Material for this exercise Start Marker
#[cfg(test)]
mod tests {
    use super::*;

    async fn funded_wallet(chain: &SimulatedChain, amount: Amount) -> Wallet {
        let wallet = Wallet::generate().expect("should generate");
        chain.airdrop(wallet.address(), amount).await.expect("should airdrop");
        wallet
    }

    async fn pay(
        chain: &SimulatedChain,
        from: &Wallet,
        to: &Address,
        amount: Amount,
    ) -> Result<Signed<PaymentTxn>> {
        let signed = Signed::sign(PaymentTxn::new(from.address().clone(), to.clone(), amount), from)?;
        chain
            .execute(TransactionGroup::new().with(GroupStep::Payment(signed.clone())))
            .await?;
        Ok(signed)
    }

    async fn send_asset(
        chain: &SimulatedChain,
        from: &Wallet,
        to: &Address,
        asset: AssetId,
        amount: u64,
    ) -> Result<()> {
        let signed = Signed::sign(
            AssetTransferTxn::new(from.address().clone(), to.clone(), asset, amount),
            from,
        )?;
        chain
            .execute(TransactionGroup::new().with(GroupStep::AssetTransfer(signed)))
            .await?;
        Ok(())
    }

    async fn widget(chain: &SimulatedChain, creator: &Wallet) -> AssetId {
        chain
            .create_asset(creator, AssetParams::new("Widget", "WDG", 2, 10_000).expect("params"))
            .await
            .expect("should create asset")
    }

    #[tokio::test]
    async fn test_balance_zero() {
        let chain = SimulatedChain::new();
        let wallet = Wallet::generate().expect("should generate");
        assert!(chain.balance(wallet.address()).await.is_zero());
    }

    #[tokio::test]
    async fn test_transfer() {
        let chain = SimulatedChain::new();
        let sender = funded_wallet(&chain, Amount::coins(100)).await;
        let recipient = Wallet::generate().expect("should generate");

        pay(&chain, &sender, recipient.address(), Amount::coins(30))
            .await
            .expect("should transfer");

        assert_eq!(chain.balance(sender.address()).await, Amount::coins(70));
        assert_eq!(chain.balance(recipient.address()).await, Amount::coins(30));
    }

    #[tokio::test]
    async fn test_transfer_insufficient_funds() {
        let chain = SimulatedChain::new();
        let sender = funded_wallet(&chain, Amount::coins(10)).await;
        let recipient = Wallet::generate().expect("should generate");

        let result = pay(&chain, &sender, recipient.address(), Amount::coins(20)).await;

        assert!(matches!(result.unwrap_err(), TokenError::InsufficientBalance { .. }));
        assert_eq!(chain.balance(sender.address()).await, Amount::coins(10));
    }

    #[tokio::test]
    async fn test_create_asset_mints_to_creator() {
        let chain = SimulatedChain::new();
        let creator = Wallet::generate().expect("should generate");
        let asset = widget(&chain, &creator).await;

        assert_eq!(asset, AssetId::new(FIRST_ASSET_ID));
        assert_eq!(chain.asset_balance(creator.address(), asset).await, Some(10_000));
        assert_eq!(chain.asset_params(asset).await.map(|p| p.decimals), Some(2));
    }

    #[tokio::test]
    async fn test_asset_transfer_requires_opt_in() {
        let chain = SimulatedChain::new();
        let creator = Wallet::generate().expect("should generate");
        let holder = Wallet::generate().expect("should generate");
        let asset = widget(&chain, &creator).await;

        let err = send_asset(&chain, &creator, holder.address(), asset, 10)
            .await
            .unwrap_err();
        assert!(matches!(err, TokenError::NotOptedIn { .. }));

        chain.opt_in(&holder, asset).await.expect("should opt in");
        send_asset(&chain, &creator, holder.address(), asset, 10)
            .await
            .expect("should transfer");
        assert_eq!(chain.asset_balance(holder.address(), asset).await, Some(10));
        assert_eq!(chain.asset_balance(creator.address(), asset).await, Some(9_990));
    }

    #[tokio::test]
    async fn test_opt_in_unknown_asset_fails() {
        let chain = SimulatedChain::new();
        let wallet = Wallet::generate().expect("should generate");
        let err = chain.opt_in(&wallet, AssetId::new(9)).await.unwrap_err();
        assert!(matches!(err, TokenError::UnknownAsset(_)));
    }

    #[tokio::test]
    async fn test_group_is_all_or_nothing() {
        let chain = SimulatedChain::new();
        let payer = funded_wallet(&chain, Amount::coins(5)).await;
        let payee = Wallet::generate().expect("should generate");

        let ok = Signed::sign(
            PaymentTxn::new(payer.address().clone(), payee.address().clone(), Amount::coins(2)),
            &payer,
        )
        .expect("sign");
        let too_much = Signed::sign(
            PaymentTxn::new(payer.address().clone(), payee.address().clone(), Amount::coins(4)),
            &payer,
        )
        .expect("sign");

        let group = TransactionGroup::new()
            .with(GroupStep::Payment(ok.clone()))
            .with(GroupStep::Payment(too_much));
        assert!(chain.execute(group).await.is_err());

        assert_eq!(chain.balance(payer.address()).await, Amount::coins(5));
        assert!(chain.balance(payee.address()).await.is_zero());

        // The rejected group left no replay mark behind.
        chain
            .execute(TransactionGroup::new().with(GroupStep::Payment(ok)))
            .await
            .expect("first step alone still applies");
        assert_eq!(chain.balance(payee.address()).await, Amount::coins(2));
    }

    #[tokio::test]
    async fn test_replay_rejected() {
        let chain = SimulatedChain::new();
        let payer = funded_wallet(&chain, Amount::coins(5)).await;
        let payee = Wallet::generate().expect("should generate");

        let signed = pay(&chain, &payer, payee.address(), Amount::coins(1))
            .await
            .expect("should transfer");
        let err = chain
            .execute(TransactionGroup::new().with(GroupStep::Payment(signed)))
            .await
            .unwrap_err();
        assert!(matches!(err, TokenError::DuplicateTransaction { .. }));
        assert_eq!(chain.balance(payer.address()).await, Amount::coins(4));
    }

    #[tokio::test]
    async fn test_forged_signature_rejected() {
        let chain = SimulatedChain::new();
        let victim = funded_wallet(&chain, Amount::coins(5)).await;
        let thief = Wallet::generate().expect("should generate");

        let mut signed = Signed::sign(
            PaymentTxn::new(thief.address().clone(), thief.address().clone(), Amount::coins(5)),
            &thief,
        )
        .expect("sign");
        signed.txn.sender = victim.address().clone();

        let err = chain
            .execute(TransactionGroup::new().with(GroupStep::Payment(signed)))
            .await
            .unwrap_err();
        assert!(matches!(err, TokenError::InvalidSignature { .. }));
        assert_eq!(chain.balance(victim.address()).await, Amount::coins(5));
    }

    #[tokio::test]
    async fn test_inner_transfer_requires_custodial_sender() {
        let chain = SimulatedChain::new();
        let outsider = funded_wallet(&chain, Amount::coins(5)).await;
        let custody = chain.create_custodial_account().await.expect("custody");
        chain.airdrop(&custody, Amount::coins(5)).await.expect("airdrop");

        let steal = TransactionGroup::new().with(GroupStep::InnerPayment {
            sender: outsider.address().clone(),
            receiver: custody.clone(),
            amount: Amount::coins(1),
        });
        assert!(matches!(
            chain.execute(steal).await.unwrap_err(),
            TokenError::NotCustodial { .. }
        ));

        let refund = TransactionGroup::new().with(GroupStep::InnerPayment {
            sender: custody.clone(),
            receiver: outsider.address().clone(),
            amount: Amount::coins(1),
        });
        chain.execute(refund).await.expect("custodial payment");
        assert_eq!(chain.balance(outsider.address()).await, Amount::coins(6));
    }

    #[tokio::test]
    async fn test_inner_opt_in() {
        let chain = SimulatedChain::new();
        let creator = Wallet::generate().expect("should generate");
        let asset = widget(&chain, &creator).await;
        let custody = chain.create_custodial_account().await.expect("custody");

        assert!(!chain.is_opted_in(&custody, asset).await);
        chain
            .execute(TransactionGroup::new().with(GroupStep::InnerAssetTransfer {
                sender: custody.clone(),
                receiver: custody.clone(),
                asset,
                amount: 0,
            }))
            .await
            .expect("opt in");
        assert_eq!(chain.asset_balance(&custody, asset).await, Some(0));
    }

    #[tokio::test]
    async fn test_snapshot_roundtrip() {
        let chain = SimulatedChain::new();
        let creator = funded_wallet(&chain, Amount::coins(3)).await;
        let asset = widget(&chain, &creator).await;
        chain.create_custodial_account().await.expect("custody");

        let snapshot = chain.snapshot().await;
        let json = serde_json::to_string(&snapshot).expect("serialize");
        let parsed: ChainSnapshot = serde_json::from_str(&json).expect("deserialize");
        assert_eq!(snapshot, parsed);

        let restored = SimulatedChain::from_snapshot(parsed);
        assert_eq!(restored.balance(creator.address()).await, Amount::coins(3));
        assert_eq!(restored.asset_balance(creator.address(), asset).await, Some(10_000));
    }

    #[tokio::test]
    async fn test_same_transaction_twice_in_one_group_rejected() {
        let chain = SimulatedChain::new();
        let payer = funded_wallet(&chain, Amount::coins(5)).await;
        let payee = Wallet::generate().expect("should generate");
        let signed = Signed::sign(
            PaymentTxn::new(payer.address().clone(), payee.address().clone(), Amount::coins(1)),
            &payer,
        )
        .expect("sign");

        let err = chain
            .execute(
                TransactionGroup::new()
                    .with(GroupStep::Payment(signed.clone()))
                    .with(GroupStep::Payment(signed)),
            )
            .await
            .unwrap_err();
        assert!(matches!(err, TokenError::DuplicateTransaction { .. }));
        assert_eq!(chain.balance(payer.address()).await, Amount::coins(5));
    }

    #[tokio::test]
    async fn test_group_only_changes_touched_accounts() {
        let chain = SimulatedChain::new();
        let payer = funded_wallet(&chain, Amount::coins(5)).await;
        let bystander = funded_wallet(&chain, Amount::coins(7)).await;
        let payee = Wallet::generate().expect("should generate");
        let before = chain.snapshot().await;

        pay(&chain, &payer, payee.address(), Amount::coins(2))
            .await
            .expect("pay");

        let after = chain.snapshot().await;
        assert_eq!(
            after.accounts.get(bystander.address()),
            before.accounts.get(bystander.address())
        );
        assert_eq!(after.accounts.len(), before.accounts.len() + 1);
        assert_eq!(after.applied.len(), before.applied.len() + 1);
        assert_eq!(chain.balance(payer.address()).await, Amount::coins(3));
    }
}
Material for this exercise End Marker
Aim of the exercise: Each line of the listing above that includes the word "victim" should be copied.

Answer section:
        let victim = funded_wallet(&chain, Amount::coins(5)).await;
        signed.txn.sender = victim.address().clone();
        assert_eq!(chain.balance(victim.address()).await, Amount::coins(5));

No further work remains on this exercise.